You’ve almost certainly seen the large green butt-plug resembling installation by Paul McCarthy, put on display in Paris earlier this month. The work, entitled ‘Tree’, was gone within a day; what has been called a conservative backlash of ‘vandalism’ finally caused security services to deflate the ‘abstracted Christmas tree’. McCarthy was actually slapped in the face by a passer by.
Maybe you haven’t, though, seen the artist’s reaction. Did he realise his installation was in bad taste and step back? No. Well, hopefully he realised it was in bad taste, or there really is no hope for humanity, but his response has been aggressive and repulsive, to take ‘revenge’ by upping his game.
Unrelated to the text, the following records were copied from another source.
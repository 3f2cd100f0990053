// Declare modules
pub mod batch;
pub mod cli;
pub mod config;
pub mod converter;
pub mod error;
pub mod index;
pub mod logging;
pub mod markdown;
pub mod models;
pub mod scanner;
pub mod template;

use anyhow::Result;
use clap::Parser;

use self::cli::{Cli, ABOUT};
use self::config::{load_config_file, resolve_config};
use self::logging::LogContext;
use self::models::RunSummary;
use self::template::PageTemplate;

/// Initializes components and orchestrates data flow.
pub fn run() -> Result<()> {
    // 1. Parse Args
    let args = Cli::parse();
    if args.about {
        println!("{}", ABOUT);
        return Ok(());
    }

    // 2. Logging comes first so config warnings reach the log file
    let logs = LogContext::init(args.verbosity(), &args.log_dir())?;

    // 3. Resolve Configuration
    let file = args
        .config
        .as_deref()
        .map(load_config_file)
        .unwrap_or_default();
    let config = resolve_config(&args, file);
    log::debug!("Resolved configuration: {:?}", config);

    // 4. Template problems are fatal before anything is written
    let result = PageTemplate::load(&config.template_dir)
        .map_err(anyhow::Error::from)
        .and_then(|template| match &config.file {
            Some(file) => Ok(batch::convert_single(&config, &template, file)?),
            None => batch::convert_folder(&config, &template),
        });

    // 5. Report
    if let Ok(summary) = &result {
        report(summary);
    }
    log::debug!(
        "Console at {:?}, log written to {}",
        config.verbosity,
        logs.log_file().display()
    );
    if let Err(err) = &result {
        log::error!("{:#}", err);
    }
    logs.finish();

    result.map(|_| ())
}

fn report(summary: &RunSummary) {
    let line = format!(
        "Done: {} converted, {} skipped, {} errors",
        summary.converted, summary.skipped, summary.errors
    );
    if summary.errors > 0 {
        log::warn!("{}", line);
    } else {
        log::info!("{}", line);
    }
}
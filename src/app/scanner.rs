use anyhow::{Context, Result};
use globset::{Glob, GlobSet, GlobSetBuilder};
use ignore::WalkBuilder;
use std::path::{Path, PathBuf};

const MARKDOWN_PATTERNS: &[&str] = &["*.md", "*.markdown"];

/// Finds the Markdown notes directly inside one folder.
pub struct Scanner {
    root: PathBuf,
    markdown_set: GlobSet,
}

impl Scanner {
    pub fn new(root: &Path) -> Result<Self> {
        Ok(Self {
            root: root.to_path_buf(),
            markdown_set: build_globset(MARKDOWN_PATTERNS)?,
        })
    }

    /// Returns matching files sorted by path. Subfolders are not entered.
    pub fn scan(&self) -> Vec<PathBuf> {
        let mut notes = Vec::new();

        // Plain listing: hidden files and .gitignore rules do not apply to notes.
        let walker = WalkBuilder::new(&self.root)
            .standard_filters(false)
            .max_depth(Some(1))
            .build();

        for result in walker {
            match result {
                Ok(entry) => {
                    let path = entry.path();
                    if path == self.root || !path.is_file() {
                        continue;
                    }
                    if self.is_markdown(path) {
                        notes.push(path.to_path_buf());
                    } else {
                        log::debug!("Ignoring non-Markdown file {}", path.display());
                    }
                }
                Err(err) => log::warn!("Error walking entry: {}", err),
            }
        }

        notes.sort();
        notes
    }

    fn is_markdown(&self, path: &Path) -> bool {
        path.file_name()
            .is_some_and(|name| self.markdown_set.is_match(name))
    }
}

fn build_globset(patterns: &[&str]) -> Result<GlobSet> {
    let mut builder = GlobSetBuilder::new();
    for pat in patterns {
        builder.add(Glob::new(pat).context(format!("Invalid glob pattern: {}", pat))?);
    }
    Ok(builder.build()?)
}

#[cfg(test)]
mod tests {
    use super::*;
    use std::fs;

    #[test]
    fn lists_markdown_files_sorted_and_shallow() {
        let dir = tempfile::tempdir().unwrap();
        for name in ["b.md", "a.markdown", "notes.txt", ".hidden.md"] {
            fs::write(dir.path().join(name), "x").unwrap();
        }
        fs::create_dir(dir.path().join("sub")).unwrap();
        fs::write(dir.path().join("sub/deep.md"), "x").unwrap();

        let names: Vec<String> = Scanner::new(dir.path())
            .unwrap()
            .scan()
            .iter()
            .map(|p| p.file_name().unwrap().to_string_lossy().into_owned())
            .collect();

        assert_eq!(names, [".hidden.md", "a.markdown", "b.md"]);
    }
}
Across the river, in the newly renovated Monnaie de Paris, the city’s historic mint, McCarthy’s newest work has been going on for the last week or so. Entitled ‘Chocolate Factory’, the artwork consists of a working factory, producing chocolate santas and butt plugs, to be sold outside for the bizarrely high price of €50 each. What?
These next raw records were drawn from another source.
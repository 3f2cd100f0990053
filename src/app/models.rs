use log::LevelFilter;
use std::path::PathBuf;

/// Console verbosity selected on the command line.
#[derive(Debug, Clone, Copy, PartialEq, Eq, Default)]
pub enum Verbosity {
    Quiet,
    #[default]
    Normal,
    Verbose,
}

impl Verbosity {
    pub fn level_filter(self) -> LevelFilter {
        match self {
            Verbosity::Quiet => LevelFilter::Warn,
            Verbosity::Normal => LevelFilter::Info,
            Verbosity::Verbose => LevelFilter::Debug,
        }
    }
}

/// Represents the final configuration after merging the config file and CLI args.
#[derive(Debug, Clone)]
pub struct RuntimeConfig {
    pub file: Option<PathBuf>,
    pub input_dir: PathBuf,
    pub output_dir: PathBuf,
    pub template_dir: PathBuf,
    /// Explicit page title. `None` means derive one from each file name.
    pub title: Option<String>,
    pub overwrite: bool,
    pub generate_index: bool,
    pub verbosity: Verbosity,
}

/// One file to convert.
#[derive(Debug, Clone)]
pub struct ConversionJob {
    pub input: PathBuf,
    pub output: PathBuf,
    pub title: String,
    pub show_index_link: bool,
}

/// What happened to a job that did not fail.
#[derive(Debug, Clone, Copy, PartialEq, Eq)]
pub enum Outcome {
    Converted,
    SkippedEmpty,
    SkippedExisting,
    /// Another note (or the index) already owns the output path.
    SkippedClash,
}

/// A page the index should link to.
#[derive(Debug, Clone, PartialEq, Eq)]
pub struct PageEntry {
    pub path: PathBuf,
    pub title: String,
}

#[derive(Debug, Default)]
pub struct RunSummary {
    pub converted: usize,
    pub skipped: usize,
    pub errors: usize,
    pub pages: Vec<PageEntry>,
}

impl RunSummary {
    pub fn record(&mut self, job: &ConversionJob, outcome: Outcome) {
        match outcome {
            Outcome::Converted => self.converted += 1,
            Outcome::SkippedEmpty | Outcome::SkippedClash => {
                self.skipped += 1;
                return;
            }
            Outcome::SkippedExisting => self.skipped += 1,
        }
        // Existing outputs kept under --no-overwrite are still valid pages.
        self.pages.push(PageEntry {
            path: job.output.clone(),
            title: job.title.clone(),
        });
    }

    pub fn record_error(&mut self) {
        self.errors += 1;
    }
}

#[cfg(test)]
mod tests {
    use super::*;

    fn job(name: &str) -> ConversionJob {
        ConversionJob {
            input: PathBuf::from(format!("notes/{name}.md")),
            output: PathBuf::from(format!("site/{name}.html")),
            title: name.to_string(),
            show_index_link: true,
        }
    }

    #[test]
    fn summary_counts_and_pages() {
        let mut summary = RunSummary::default();
        summary.record(&job("a"), Outcome::Converted);
        summary.record(&job("b"), Outcome::SkippedEmpty);
        summary.record(&job("c"), Outcome::SkippedExisting);
        summary.record(&job("d"), Outcome::SkippedClash);
        summary.record_error();

        assert_eq!(summary.converted, 1);
        assert_eq!(summary.skipped, 3);
        assert_eq!(summary.errors, 1);
        let names: Vec<_> = summary.pages.iter().map(|p| p.title.as_str()).collect();
        assert_eq!(names, ["a", "c"]);
    }

    #[test]
    fn verbosity_thresholds() {
        assert_eq!(Verbosity::Quiet.level_filter(), LevelFilter::Warn);
        assert_eq!(Verbosity::Normal.level_filter(), LevelFilter::Info);
        assert_eq!(Verbosity::Verbose.level_filter(), LevelFilter::Debug);
    }
}
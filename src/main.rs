mod app;

use log::LevelFilter;
use std::process::ExitCode;

fn main() -> ExitCode {
    match app::run() {
        Ok(()) => ExitCode::SUCCESS,
        Err(err) => {
            // Once logging is up, run() has already recorded the error.
            if log::max_level() == LevelFilter::Off {
                eprintln!("error: {:#}", err);
            }
            ExitCode::FAILURE
        }
    }
}
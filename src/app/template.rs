use crate::app::error::{tera_message, ConvertError};
use std::fs;
use std::path::{Path, PathBuf};
use tera::{Context, Tera};

pub const BASE_TEMPLATE: &str = "base.html";

/// The page template every note is rendered through.
pub struct PageTemplate {
    tera: Tera,
    path: PathBuf,
    has_content_marker: bool,
}

impl PageTemplate {
    /// Loads `base.html` from `dir`. Any failure here is fatal for the run.
    pub fn load(dir: &Path) -> Result<Self, ConvertError> {
        if !dir.is_dir() {
            return Err(ConvertError::TemplateDirMissing(dir.to_path_buf()));
        }
        let path = dir.join(BASE_TEMPLATE);
        if !path.is_file() {
            return Err(ConvertError::TemplateMissing(path));
        }

        let source = fs::read_to_string(&path).map_err(|e| ConvertError::Read(path.clone(), e))?;

        let mut tera = Tera::default();
        // Notes are trusted input: `{{ content }}` inserts the rendered HTML as is.
        tera.autoescape_on(vec![]);
        tera.add_raw_template(BASE_TEMPLATE, &source)
            .map_err(|e| ConvertError::TemplateInvalid(path.clone(), tera_message(&e)))?;

        Ok(Self {
            has_content_marker: has_content_marker(&source),
            tera,
            path,
        })
    }

    pub fn render(
        &self,
        title: &str,
        content: &str,
        show_index_link: bool,
    ) -> Result<String, ConvertError> {
        if !self.has_content_marker {
            return Err(ConvertError::MissingContentMarker(self.path.clone()));
        }

        let mut ctx = Context::new();
        ctx.insert("title", title);
        ctx.insert("content", content);
        ctx.insert("show_index_link", &show_index_link);

        self.tera
            .render(BASE_TEMPLATE, &ctx)
            .map_err(|e| ConvertError::Render(self.path.clone(), tera_message(&e)))
    }
}

/// True if some `{{ ... }}` expression starts with the `content` variable.
fn has_content_marker(source: &str) -> bool {
    let mut rest = source;
    while let Some(start) = rest.find("{{") {
        let after = &rest[start + 2..];
        let Some(end) = after.find("}}") else {
            return false;
        };
        let expr = after[..end].trim_start_matches('-').trim_start();
        let ident = expr
            .split(|c: char| !(c.is_alphanumeric() || c == '_'))
            .next()
            .unwrap_or_default();
        if ident == "content" {
            return true;
        }
        rest = &after[end + 2..];
    }
    false
}

#[cfg(test)]
pub(crate) const TEST_BASE_TEMPLATE: &str = "<html><head><title>{{ title }}</title></head><body>\
{% if show_index_link %}<a href=\"index.html\">Index</a>{% endif %}\
{{ content | safe }}</body></html>";
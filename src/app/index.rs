use crate::app::error::ConvertError;
use crate::app::markdown;
use crate::app::models::PageEntry;
use crate::app::template::PageTemplate;
use pathdiff::diff_paths;
use std::path::{Path, PathBuf};

pub const INDEX_FILE: &str = "index.html";
pub const INDEX_TITLE: &str = "Index";

pub struct IndexGenerator;

impl IndexGenerator {
    /// Markdown list linking each page relative to `output_dir`, sorted by file name.
    pub fn generate_listing(output_dir: &Path, pages: &[PageEntry]) -> String {
        let index_path = output_dir.join(INDEX_FILE);
        let mut entries: Vec<(String, &str)> = pages
            .iter()
            .filter(|page| page.path != index_path)
            .map(|page| {
                let href = diff_paths(&page.path, output_dir)
                    .unwrap_or_else(|| page.path.clone())
                    .to_string_lossy()
                    .replace('\\', "/");
                (href, page.title.as_str())
            })
            .collect();
        entries.sort();
        entries.dedup();

        let mut output = String::new();
        for (href, title) in entries {
            output.push_str(&format!("- [{}](<{}>)\n", escape_link_text(title), href));
        }
        output
    }

    /// Renders and writes `index.html`. The index is always rewritten.
    pub fn write(
        template: &PageTemplate,
        output_dir: &Path,
        pages: &[PageEntry],
    ) -> Result<PathBuf, ConvertError> {
        let listing = Self::generate_listing(output_dir, pages);
        let content = markdown::render(&listing);
        let page = template.render(INDEX_TITLE, &content, false)?;

        let path = output_dir.join(INDEX_FILE);
        crate::app::converter::write_page(&path, &page)?;
        Ok(path)
    }
}

fn escape_link_text(text: &str) -> String {
    let mut escaped = String::with_capacity(text.len());
    for c in text.chars() {
        if matches!(c, '[' | ']' | '\\' | '*' | '_' | '`' | '<') {
            escaped.push('\\');
        }
        escaped.push(c);
    }
    escaped
}
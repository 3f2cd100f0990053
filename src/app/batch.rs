use crate::app::converter::{page_title, Converter};
use crate::app::error::ConvertError;
use crate::app::index::{IndexGenerator, INDEX_FILE};
use crate::app::models::{ConversionJob, Outcome, RunSummary, RuntimeConfig};
use crate::app::scanner::Scanner;
use crate::app::template::PageTemplate;
use anyhow::Result;
use std::collections::HashSet;
use std::path::{Path, PathBuf};

/// Where the page for `input` goes: same base name, `.html`, under `output_dir`.
pub fn output_path(input: &Path, output_dir: &Path) -> PathBuf {
    let mut name = input.file_stem().unwrap_or_default().to_os_string();
    name.push(".html");
    output_dir.join(name)
}

/// Converts one file. Fatal errors are returned; recoverable ones are logged and counted.
pub fn convert_single(
    config: &RuntimeConfig,
    template: &PageTemplate,
    input: &Path,
) -> Result<RunSummary, ConvertError> {
    if !input.is_file() {
        return Err(ConvertError::InputMissing(input.to_path_buf()));
    }

    let job = ConversionJob {
        input: input.to_path_buf(),
        output: output_path(input, &config.output_dir),
        title: page_title(input, config.title.as_deref()),
        show_index_link: false,
    };

    let mut summary = RunSummary::default();
    match Converter::new(template, config.overwrite).convert(&job) {
        Ok(outcome) => summary.record(&job, outcome),
        Err(err) if err.is_fatal() => return Err(err),
        Err(err) => {
            log::error!("{}", err);
            summary.record_error();
        }
    }
    Ok(summary)
}

/// Converts every note in the input folder, then writes the index unless disabled.
pub fn convert_folder(
    config: &RuntimeConfig,
    template: &PageTemplate,
) -> Result<RunSummary> {
    if !config.input_dir.is_dir() {
        return Err(ConvertError::InputDirMissing(config.input_dir.clone()).into());
    }

    let notes = Scanner::new(&config.input_dir)?.scan();
    if notes.is_empty() {
        log::warn!("No Markdown files found in {}", config.input_dir.display());
    } else {
        log::debug!(
            "Found {} Markdown files in {}",
            notes.len(),
            config.input_dir.display()
        );
    }

    let converter = Converter::new(template, config.overwrite);
    let mut summary = RunSummary::default();

    // Output paths already taken, in scan order. The index reserves its own.
    let mut claimed = HashSet::new();
    if config.generate_index {
        claimed.insert(config.output_dir.join(INDEX_FILE));
    }

    for input in notes {
        let job = ConversionJob {
            output: output_path(&input, &config.output_dir),
            title: page_title(&input, config.title.as_deref()),
            show_index_link: config.generate_index,
            input,
        };
        if !claimed.insert(job.output.clone()) {
            log::warn!(
                "Skipping {}: {} is already produced by another page",
                job.input.display(),
                job.output.display()
            );
            summary.record(&job, Outcome::SkippedClash);
            continue;
        }
        match converter.convert(&job) {
            Ok(outcome) => {
                if outcome == Outcome::SkippedEmpty {
                    // Nothing was written, so a later note may still use the path.
                    claimed.remove(&job.output);
                }
                summary.record(&job, outcome);
            }
            Err(err) => {
                log::error!("Error converting {}: {}", job.input.display(), err);
                summary.record_error();
            }
        }
    }

    if config.generate_index {
        match IndexGenerator::write(template, &config.output_dir, &summary.pages) {
            Ok(path) => log::info!(
                "Index: {} ({} pages)",
                path.display(),
                summary.pages.len()
            ),
            Err(err) => {
                log::error!("Error writing index: {}", err);
                summary.record_error();
            }
        }
    }

    Ok(summary)
}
It’s almost a hundred years since Duchamp displayed his work entitled ‘Fontain’; literally, just a signed urinal. That had a point in a stuffy art-world. And maybe it was actually shocking that someone would do that.
But McCarthy? His work is the ultimate in tiresome, posturing attention seeking. You can almost see the thought process. ‘What will shock everyone?’ Still, in an age where, to be honest, the urinal doesn’t cut the mustard. I know…a giant green
butt plug will ensure that every press outlet, right down to the last student-run papers, will run a piece on me.
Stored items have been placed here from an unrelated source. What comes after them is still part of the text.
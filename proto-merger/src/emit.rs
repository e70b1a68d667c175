use std::collections::HashSet;

use parser::{
    Cardinality, EnumDescriptor, FieldDescriptor, FieldType, FileDescriptor, FileOptions,
    MessageDescriptor, MethodDescriptor, ServiceDescriptor,
};
use tracing::debug;

use crate::comments::{indent, with_comments};
use crate::{Closure, DescriptorIndex, MergeError, Qualifier};

/// Render the merged file: header, enums, messages, then the root services.
pub(crate) fn render(
    root: &FileDescriptor,
    index: &DescriptorIndex<'_>,
    closure: &Closure,
    qualifier: &Qualifier<'_>,
) -> Result<String, MergeError> {
    let emitter = Emitter { qualifier };
    let mut out = String::new();

    out.push_str(&with_comments(
        "syntax = \"proto3\";\n",
        &root.syntax_comments,
        0,
    ));
    if let Some(package) = root.package.as_deref().filter(|p| !p.is_empty()) {
        out.push_str(&with_comments(
            &format!("package {package};\n"),
            &root.package_comments,
            0,
        ));
    }
    out.push_str(&file_options(&root.options));

    let mut emitted: HashSet<&str> = HashSet::new();
    for id in &closure.enums {
        let en = index.enum_descriptor(*id);
        mark_emitted(&mut emitted, &en.full_name)?;
        debug!(type_name = %en.full_name, "emitting enum");
        out.push('\n');
        out.push_str(&with_comments(&emitter.enum_definition(en), &en.comments, 0));
    }
    for id in &closure.messages {
        let message = index.message(*id);
        mark_emitted(&mut emitted, &message.full_name)?;
        debug!(type_name = %message.full_name, "emitting message");
        out.push('\n');
        out.push_str(&with_comments(
            &emitter.message_definition(message),
            &message.comments,
            0,
        ));
    }

    for service in &root.services {
        out.push('\n');
        out.push_str(&with_comments(
            &emitter.service_definition(service),
            &service.comments,
            0,
        ));
    }

    Ok(out)
}

fn mark_emitted<'a>(emitted: &mut HashSet<&'a str>, name: &'a str) -> Result<(), MergeError> {
    if emitted.insert(name) {
        Ok(())
    } else {
        Err(MergeError::DuplicateDefinition(name.to_string()))
    }
}

fn file_options(options: &FileOptions) -> String {
    let mut s = String::new();
    for (name, enabled) in [
        ("cc_generic_services", options.cc_generic_services),
        ("java_generic_services", options.java_generic_services),
        ("py_generic_services", options.py_generic_services),
    ] {
        if enabled {
            s.push_str(&format!("option {name} = true;\n"));
        }
    }
    s
}

/// Double-quoted proto string literal for `value`.
fn quote(value: &str) -> String {
    let mut s = String::with_capacity(value.len() + 2);
    s.push('"');
    for c in value.chars() {
        match c {
            '"' => s.push_str("\\\""),
            '\\' => s.push_str("\\\\"),
            '\n' => s.push_str("\\n"),
            '\r' => s.push_str("\\r"),
            '\t' => s.push_str("\\t"),
            c if c.is_control() => s.push_str(&format!("\\x{:02x}", c as u32)),
            c => s.push(c),
        }
    }
    s.push('"');
    s
}

struct Emitter<'q, 'a> {
    qualifier: &'q Qualifier<'a>,
}

impl Emitter<'_, '_> {
    fn message_definition(&self, message: &MessageDescriptor) -> String {
        let mut s = format!("message {} {{\n", self.qualifier.qualify(&message.full_name));
        for sub in &message.messages {
            s.push_str(&with_comments(
                &indent(&self.message_definition(sub), 4),
                &sub.comments,
                4,
            ));
        }
        for sub in &message.enums {
            s.push_str(&with_comments(
                &indent(&self.enum_definition(sub), 4),
                &sub.comments,
                4,
            ));
        }
        for field in &message.fields {
            s.push_str(&with_comments(
                &format!("    {}\n", self.field_definition(field)),
                &field.comments,
                4,
            ));
        }
        s.push_str("}\n");
        s
    }

    fn field_definition(&self, field: &FieldDescriptor) -> String {
        let label = match field.cardinality {
            Cardinality::Repeated => "repeated ",
            Cardinality::Singular => "",
        };
        format!(
            "{label}{} {} = {};",
            self.type_name(&field.ty),
            field.name,
            field.number
        )
    }

    fn type_name(&self, ty: &FieldType) -> String {
        match ty {
            FieldType::Scalar(scalar) => scalar.keyword().to_string(),
            FieldType::Message(name) | FieldType::Enum(name) | FieldType::Named(name) => {
                self.qualifier.qualify(name)
            }
            FieldType::Map { key, value } => {
                format!("map<{}, {}>", key.keyword(), self.type_name(value))
            }
        }
    }

    fn enum_definition(&self, en: &EnumDescriptor) -> String {
        let mut s = format!("enum {} {{\n", self.qualifier.qualify(&en.full_name));
        if en.allow_alias {
            s.push_str("    option allow_alias = true;\n");
        }
        for value in &en.values {
            s.push_str(&with_comments(
                &format!("    {} = {};\n", value.name, value.number),
                &value.comments,
                4,
            ));
        }
        s.push_str("}\n");
        s
    }

    fn service_definition(&self, service: &ServiceDescriptor) -> String {
        let mut s = format!("service {} {{\n", service.name);
        for method in &service.methods {
            s.push_str(&with_comments(
                &indent(&self.method_definition(method), 4),
                &method.comments,
                4,
            ));
        }
        s.push_str("}\n");
        s
    }

    fn method_definition(&self, method: &MethodDescriptor) -> String {
        let stream = |streaming: bool| if streaming { "stream " } else { "" };
        let mut s = format!(
            "rpc {}({}{}) returns ({}{})",
            method.name,
            stream(method.client_streaming),
            self.qualifier.qualify(&method.input_type),
            stream(method.server_streaming),
            self.qualifier.qualify(&method.output_type),
        );
        if method.option_extensions.is_empty() {
            s.push_str(";\n");
            return s;
        }
        s.push_str(" {\n");
        for (name, value) in &method.option_extensions {
            s.push_str(&format!("    option ({name}) = {};\n", quote(value)));
        }
        s.push_str("}\n");
        s
    }
}

#[cfg(test)]
mod tests {
    use super::*;
    use parser::{Comments, EnumValueDescriptor, ScalarType};
    use pretty_assertions::assert_eq;

    fn field(name: &str, number: u32, ty: FieldType) -> FieldDescriptor {
        FieldDescriptor {
            name: name.into(),
            number,
            cardinality: Cardinality::Singular,
            ty,
            comments: Comments::default(),
        }
    }

    #[test]
    fn renders_nested_message_with_comments() {
        let qualifier = Qualifier::new("pkg");
        let emitter = Emitter {
            qualifier: &qualifier,
        };
        let message = MessageDescriptor {
            name: "Resp".into(),
            full_name: "pkg.Resp".into(),
            messages: vec![MessageDescriptor {
                name: "Inner".into(),
                full_name: "pkg.Resp.Inner".into(),
                fields: vec![field("id", 1, FieldType::Scalar(ScalarType::Int64))],
                comments: Comments {
                    detached: vec![" nested detached".into()],
                    ..Default::default()
                },
                ..Default::default()
            }],
            enums: vec![EnumDescriptor {
                name: "Kind".into(),
                full_name: "pkg.Resp.Kind".into(),
                values: vec![EnumValueDescriptor {
                    name: "A".into(),
                    number: 0,
                    comments: Comments {
                        trailing: " first".into(),
                        ..Default::default()
                    },
                }],
                ..Default::default()
            }],
            fields: vec![
                FieldDescriptor {
                    cardinality: Cardinality::Repeated,
                    ..field("inner", 1, FieldType::Message("pkg.Resp.Inner".into()))
                },
                field(
                    "by_kind",
                    2,
                    FieldType::Map {
                        key: ScalarType::String,
                        value: Box::new(FieldType::Enum("pkg.Resp.Kind".into())),
                    },
                ),
            ],
            ..Default::default()
        };

        let expected = concat!(
            "message Resp {\n",
            "    /*\n",
            "       nested detached\n",
            "      */\n",
            "\n",
            "    message Resp_Inner {\n",
            "        int64 id = 1;\n",
            "    }\n",
            "    enum Resp_Kind {\n",
            "        A = 0; /* first */\n",
            "    }\n",
            "    repeated Resp_Inner inner = 1;\n",
            "    map<string, Resp_Kind> by_kind = 2;\n",
            "}\n",
        );
        assert_eq!(emitter.message_definition(&message), expected);
    }

    #[test]
    fn renders_methods_with_streaming_and_options() {
        let qualifier = Qualifier::new("pkg");
        let emitter = Emitter {
            qualifier: &qualifier,
        };
        let mut options = std::collections::BTreeMap::new();
        options.insert("z.ext".to_string(), "last".to_string());
        options.insert("a.ext".to_string(), "first".to_string());
        let service = ServiceDescriptor {
            name: "S".into(),
            full_name: "pkg.S".into(),
            methods: vec![
                MethodDescriptor {
                    name: "Get".into(),
                    input_type: "pkg.Req".into(),
                    output_type: "pkg.Resp".into(),
                    option_extensions: options,
                    ..Default::default()
                },
                MethodDescriptor {
                    name: "Watch".into(),
                    input_type: "other.Req".into(),
                    output_type: "pkg.Resp".into(),
                    client_streaming: true,
                    server_streaming: true,
                    comments: Comments {
                        leading: " streams".into(),
                        ..Default::default()
                    },
                    ..Default::default()
                },
            ],
            comments: Comments::default(),
        };

        let expected = concat!(
            "service S {\n",
            "    rpc Get(Req) returns (Resp) {\n",
            "        option (a.ext) = \"first\";\n",
            "        option (z.ext) = \"last\";\n",
            "    }\n",
            "\n",
            "    /*\n",
            "       streams\n",
            "      */\n",
            "    rpc Watch(stream other_Req) returns (stream Resp);\n",
            "}\n",
        );
        assert_eq!(emitter.service_definition(&service), expected);
    }

    #[test]
    fn enum_aliases_keep_their_option() {
        let qualifier = Qualifier::new("");
        let emitter = Emitter {
            qualifier: &qualifier,
        };
        let en = EnumDescriptor {
            name: "E".into(),
            full_name: "p.E".into(),
            allow_alias: true,
            values: vec![
                EnumValueDescriptor {
                    name: "A".into(),
                    number: 0,
                    comments: Comments::default(),
                },
                EnumValueDescriptor {
                    name: "B".into(),
                    number: 0,
                    comments: Comments::default(),
                },
            ],
            ..Default::default()
        };
        assert_eq!(
            emitter.enum_definition(&en),
            "enum p_E {\n    option allow_alias = true;\n    A = 0;\n    B = 0;\n}\n"
        );
    }

    #[test]
    fn header_lists_set_file_options_only() {
        let options = FileOptions {
            cc_generic_services: true,
            py_generic_services: true,
            ..Default::default()
        };
        assert_eq!(
            file_options(&options),
            "option cc_generic_services = true;\noption py_generic_services = true;\n"
        );
        assert_eq!(file_options(&FileOptions::default()), "");
    }

    #[test]
    fn option_values_are_requoted() {
        assert_eq!(quote("/orders/{id}"), r#""/orders/{id}""#);
        assert_eq!(quote("say \"hi\""), r#""say \"hi\"""#);
        assert_eq!(quote("a\\b\n\u{1}"), r#""a\\b\n\x01""#);
    }
}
I do feel a little ashamed at pandering to that sort of blatant, lewd attention seeking. But the thing is, it’s really not that shocking. In fact, the green butt plug that caused so much controversy isn’t a new idea of the artist’s. He’s been doing it for the last few decades.
In 2001, McCarthy installed his work ‘Santa Claus’ in Rotterdam, a giant, rather hideous, statue holding an object which bears, again, strong resemblance to a butt-plug. The work became known as the ‘butt plug gnome’. This isn’t the only one – several other inflatable lewd santas have been erected in various places.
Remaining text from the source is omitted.